Pablo Larrain’s “Jackie,” a work of probing intimacy and shattered stereotype, is an electrifyingly fractured portrait of the former First Lady. Gone is the image of the wan, serene Jackie. Here, instead, is a savvy public-relations operator, a steely widow in grief and a woman redefining herself amid tragedy. “I’m his wi—” she begins saying after Dallas. “Whatever I am now.”

The more complicated view of the mysterious Kennedy is inspired partly by the revelatory private interviews conducted by Arthur M. Schlesinger Jr. and released in 2011. She was not purely her pillbox-wearing public image, not merely a totem of grace, the candid tapes revealed.

Throughout “Jackie,” we feel her discomfort at playing a starring role in an American fairy tale turned nightmare. The disharmony, sounded by Mica Levi’s knotted, gloomy score, is always there between persona and person. “We’re the beautiful people, right?” she sarcastically quips. Exiting Air Force One, she deadpans to her husband (Caspar Phillipson), “I love crowds.” In Larrain’s hands, Kennedy’s pained public performance is a kind of sacrifice. “Jackie” is at once a deconstruction of the Jackie Kennedy fable and a dramatization of its making.

Penned by Noah Oppenheim (“The Maze Runner”), “Jackie” evades the traditional biopic format like a disease. It’s organized around the Hyannis Port interview with flashbacks to events large and small before the assassination, during it and after. Many of the scenes, quiet and empty, are shot less like flashbacks than like Kennedy’s own splintered, haunted memories.

Some, like her televised White House tour (recreated with black-and-white precision), are familiar. Others are strikingly surreal. Kennedy silently marching through a vacant White House, her pink suit bloodied from the shooting, is an unshakable image that feels straight out of Kubrick.

And then there’s Kennedy stomping through rainy Arlington, her heels digging into the wet ground. Seeking a spot for what will be the Eternal Flame, she is, through force of will, staking a plot in history for her husband. “Have you read what they’ve been writing?” she first greets the reporter. “It’s no way to be remembered.”

Portman’s Kennedy is, from the start, probably thornier and more uneasy than the woman ever was. Portman and Larrain have sharpened her and superimposed her story on a rigorously crafted but resolutely cold surface. “Jackie,” though endlessly fascinating, can feel like a character study conducted on a surgical table.

Larrain, the talented Chilean filmmaker of the Oscar-nominated “No” whose equally complex “Neruda” is also out soon, is interested in dissecting Kennedy but not solving her. “I’ll settle for a story that’s believable,” says Crudup’s reporter. The truth, Kennedy says, is out of reach.
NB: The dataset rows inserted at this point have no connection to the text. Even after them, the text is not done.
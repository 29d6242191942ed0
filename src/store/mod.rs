// src/store/mod.rs
mod akamai;
mod cache;
mod digitalocean;
mod filesystem;
mod http;
mod rancher;
mod vault;

use async_trait::async_trait;
use std::sync::Arc;
use tokio::sync::mpsc;

use crate::config::{KubeconfigStoreConfig, SwitchConfig};
use crate::error::{Result, StoreError};
use crate::types::{SearchResult, StoreKind, Tags};
use crate::utils::logging::{Logger, StoreLogger};

pub use akamai::AkamaiStore;
pub use cache::DiscoveryCache;
pub use digitalocean::DigitalOceanStore;
pub use filesystem::FilesystemStore;
pub use rancher::RancherStore;
pub use vault::VaultStore;

/// Append-only handle to the shared result stream.
///
/// Stores emit into it during `start_search`; the discovery engine owns the
/// stream's lifetime and closes it once every search has returned.
#[derive(Clone)]
pub struct SearchSink {
    sender: mpsc::Sender<SearchResult>,
    store_id: String,
}

impl SearchSink {
    pub fn new(sender: mpsc::Sender<SearchResult>, store_id: &str) -> Self {
        Self {
            sender,
            store_id: store_id.to_string(),
        }
    }

    /// Returns `false` once the consumer has gone away.
    pub async fn emit(&self, mut result: SearchResult) -> bool {
        result.store_id = self.store_id.clone();
        self.sender.send(result).await.is_ok()
    }

    pub async fn emit_path(&self, path: impl Into<String>) -> bool {
        self.emit(SearchResult::found(path)).await
    }

    pub async fn emit_error(&self, error: StoreError) -> bool {
        self.emit(SearchResult::failed(error)).await
    }
}

/// Contract every kubeconfig backend implements.
#[async_trait]
pub trait KubeconfigStore: Send + Sync {
    /// `<kind>.<id>` or `<kind>.default`. Never performs I/O.
    fn id(&self) -> String;

    fn kind(&self) -> StoreKind;

    /// Prefix shown in front of the context names of a search result.
    /// Pure: the same path always yields the same prefix.
    fn context_prefix(&self, path: &str) -> String;

    /// Checks preconditions (search roots exist, credentials are usable).
    /// Called once before `start_search`; a failure excludes this store only.
    async fn verify_kubeconfig_paths(&self) -> Result<()>;

    /// Enumerates kubeconfig paths into `sink`. Partial failures are emitted
    /// as error results. Returns after the last emission.
    async fn start_search(&self, sink: SearchSink);

    /// Raw kubeconfig bytes for a previously discovered path.
    /// Fails with `StoreError::NotFound` when the path no longer resolves.
    async fn kubeconfig_for_path(&self, path: &str, tags: &Tags) -> Result<Vec<u8>>;

    fn logger(&self) -> &StoreLogger;

    fn store_config(&self) -> &KubeconfigStoreConfig;

    /// Optional preview capability.
    fn as_previewer(&self) -> Option<&dyn Previewer> {
        None
    }
}

/// Optional capability: a short human-readable summary shown before fetching.
#[async_trait]
pub trait Previewer: Send + Sync {
    async fn search_preview(&self, path: &str, tags: &Tags) -> Result<String>;
}

/// Fails with `NotFound` instead of handing out an empty kubeconfig.
pub(crate) fn non_empty(path: &str, bytes: Vec<u8>) -> Result<Vec<u8>> {
    if bytes.iter().all(|b| b.is_ascii_whitespace()) {
        return Err(StoreError::not_found(path));
    }
    Ok(bytes)
}

/// Builds the store for one configured entry.
pub fn build_store(
    config: &KubeconfigStoreConfig,
    switch_config: &SwitchConfig,
    logger: Arc<dyn Logger>,
) -> Result<Arc<dyn KubeconfigStore>> {
    let store_logger = StoreLogger::new(&config.store_id(), logger);
    let store: Arc<dyn KubeconfigStore> = match config.kind {
        StoreKind::Filesystem => Arc::new(FilesystemStore::new(
            config.clone(),
            switch_config.kubeconfig_name(),
            store_logger,
        )),
        StoreKind::Vault => Arc::new(VaultStore::new(config.clone(), store_logger)?),
        StoreKind::Rancher => Arc::new(RancherStore::new(config.clone(), store_logger)?),
        StoreKind::DigitalOcean => {
            Arc::new(DigitalOceanStore::new(config.clone(), store_logger)?)
        }
        StoreKind::Akamai => Arc::new(AkamaiStore::new(config.clone(), store_logger)?),
        other => return Err(StoreError::Unsupported(other.to_string())),
    };
    Ok(store)
}

/// Builds every configured store. Stores that cannot be constructed are
/// returned as errors next to the ones that can.
pub fn build_stores(
    switch_config: &SwitchConfig,
    logger: Arc<dyn Logger>,
) -> (Vec<Arc<dyn KubeconfigStore>>, Vec<StoreError>) {
    let mut stores = Vec::new();
    let mut errors = Vec::new();
    for config in &switch_config.kubeconfig_stores {
        match build_store(config, switch_config, Arc::clone(&logger)) {
            Ok(store) => stores.push(store),
            Err(e) => {
                logger.log(&format!("Skipping store {}: {}", config.store_id(), e));
                errors.push(e);
            }
        }
    }
    (stores, errors)
}

pub fn find_store<'a>(
    stores: &'a [Arc<dyn KubeconfigStore>],
    id: &str,
) -> Option<&'a Arc<dyn KubeconfigStore>> {
    stores.iter().find(|store| store.id() == id)
}

/// Runs one store's search to completion and returns what it emitted.
#[cfg(test)]
pub(crate) async fn collect_search(store: &dyn KubeconfigStore) -> Vec<SearchResult> {
    let (tx, mut rx) = mpsc::channel(16);
    let search = store.start_search(SearchSink::new(tx, &store.id()));
    let drain = async {
        let mut results = Vec::new();
        while let Some(result) = rx.recv().await {
            results.push(result);
        }
        results
    };
    let ((), results) = tokio::join!(search, drain);
    results
}

#[cfg(test)]
mod tests {
    use super::*;
    use crate::utils::logging::NoopLogger;

    fn switch_config(stores: Vec<KubeconfigStoreConfig>) -> SwitchConfig {
        SwitchConfig {
            kind: None,
            kubeconfig_name: None,
            kubeconfig_stores: stores,
        }
    }

    #[test]
    fn unsupported_kinds_are_reported_not_built() {
        let mut fs = KubeconfigStoreConfig::new(StoreKind::Filesystem);
        fs.paths = vec!["/tmp".to_string()];
        let config = switch_config(vec![fs, KubeconfigStoreConfig::new(StoreKind::Gke)]);

        let (stores, errors) = build_stores(&config, Arc::new(NoopLogger));
        assert_eq!(stores.len(), 1);
        assert_eq!(errors.len(), 1);
        assert!(matches!(errors[0], StoreError::Unsupported(_)));
        assert!(find_store(&stores, "filesystem.default").is_some());
        assert!(find_store(&stores, "gke.default").is_none());
    }

    #[test]
    fn built_store_ids_are_stable() {
        let mut fs = KubeconfigStoreConfig::new(StoreKind::Filesystem);
        fs.id = Some("home".to_string());
        fs.paths = vec!["/tmp".to_string()];
        let config = switch_config(vec![fs.clone()]);

        let store = build_store(&fs, &config, Arc::new(NoopLogger)).unwrap();
        assert_eq!(store.id(), "filesystem.home");
        assert_eq!(store.id(), store.id());
        assert_eq!(store.kind(), StoreKind::Filesystem);
        assert!(store.as_previewer().is_none());
    }

    #[test]
    fn whitespace_only_kubeconfig_is_not_found() {
        assert!(non_empty("a", b" \n".to_vec()).unwrap_err().is_not_found());
        assert_eq!(non_empty("a", b"apiVersion: v1".to_vec()).unwrap().len(), 14);
    }
}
What is within the grasp of “Jackie” - aside from a compelling, intricate performance from a fully committed Portman - is a sense of how difficult it may have been for Kennedy to make things look so easy. With preternatural poise, she served as a bulwark of decorum and order against the chaos of the times. It’s chilling now to hear the advice of Kennedy family friend William Walton (the great Richard E. Grant) after Lee Harvey Oswald is gunned down. He tells Kennedy to take the kids to Boston and “build a fortress.” ’’The world’s gone mad, Mrs. Kennedy.”

“Jackie,” a Fox Searchlight release, is rated R by the Motion Picture Association of America for “brief strong violence and some language.” Running time: 100 minutes. Three stars out of four.